By causing the tool to move towards the workpiece, the material is removed under its tip, since the current density is higher at a lower distance between the tool and workpiece, and thus, the geometry of the tool is copied as a cavity in the workpiece. As compared with other processes, PECMM is a high-precision technique to obtain holes of a small diameter or to obtain crack-free microcomponents without any residual stress. There are two methods of achieving accuracy with electrochemical micromachining. One of them is to use a tool in which all the surface is isolated except for the tip. This method ensures that all the current flows from the tip and that the cavity obtained is equal to that tip, since this current is responsible for the anodic dissolution of the material. Another method is the use of ultrashort voltage pulses, usually shorter than 100 ns. This method achieves high accuracy by confining the faradaic current density under the tool due to the incomplete charge of the double layer in areas far from the part through which a very low current will flow.

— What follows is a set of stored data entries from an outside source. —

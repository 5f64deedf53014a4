//! Platform users. Each belongs to one company.

use once_cell::sync::Lazy;

use super::EntityKind;
use crate::{
    entity::{DeleteShape, EntityDefinition},
    field::{FieldDescriptor, FieldFormat},
};

pub const ROLES: &[&str] = &["super_admin", "admin", "manager", "technician", "viewer"];

pub static DEFINITION: Lazy<EntityDefinition> = Lazy::new(|| EntityDefinition {
    kind: EntityKind::User,
    label: "User",
    plural_label: "Users",
    slug: "users",
    list_field: "users",
    create_field: "createUser",
    update_field: "updateUser",
    delete_field: "deleteUser",
    delete_shape: DeleteShape::Envelope,
    fields: vec![
        FieldDescriptor::text("firstName", "First name").required(),
        FieldDescriptor::text("lastName", "Last name").required(),
        FieldDescriptor::text("email", "Email")
            .required()
            .format(FieldFormat::Email),
        FieldDescriptor::select("role", "Role", ROLES).required(),
        FieldDescriptor::select("companyId", "Company", &[])
            .references(EntityKind::Company, "name"),
        FieldDescriptor::checkbox("isActive", "Active"),
    ],
    search_fields: &["firstName", "lastName", "email"],
    natural_key: "email",
    audited: true,
});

An important phenomenon which affects the process is the formation of a passive oxide layer that hinders the anodic dissolution [11]. The characterisation of this phenomenon is very important, since some processes like electropolishing are performed more adequately in passivation conditions [12]. When this takes place, the voltage applied has to be above a threshold value to cause effective machining [13]. It can also be avoided by adding acid to the electrolyte, such as HCl or H2SO4, which dissolves the passive layer. This layer can be considered an additional electrical resistance in the equivalent circuit, which prevents the current from being confined under the tool tip [14]. According to this explanation, the current which flows from the sides of the tool finds a similar resistance to that which flows from the tool tip and therefore the current is spread over a broad surface.
Significant advances have been made in the research of this process on many materials such as aluminium, titanium, steel and copper [15, 16]. Stainless steel is a very important material to be used in any type of microcomponent, but dissolution is difficult since its chemical properties are not very suitable for this process. Some of the existing studies were performed specifically on stainless steel [17, 18, 19, 20]. Nevertheless, the pulse on-time used in those cases is too high to obtain a good confinement of the current. Furthermore, there are few studies in which the size of the tool is as small as a few microns. Though some work has been done in order to control the process by varying the main parameters [21], there is a huge amount of work to be done to characterise this process correctly as regards the values of the parameters in order to obtain a good result in terms of current confinement, surface roughness, material removal rate (MRR) and experimental set-up. In this work, a broad study has been made of the results of PECMM in stainless steel with pulse on-time values in the order of ns as a function of the main variables.
The experiments performed for the study were made by means of equipment that allows accuracy and ease of handling of tools and parts to be achieved. Figure 1 shows a sketch of this equipment.
Figure 1.
Sketch of the equipment used for experiments.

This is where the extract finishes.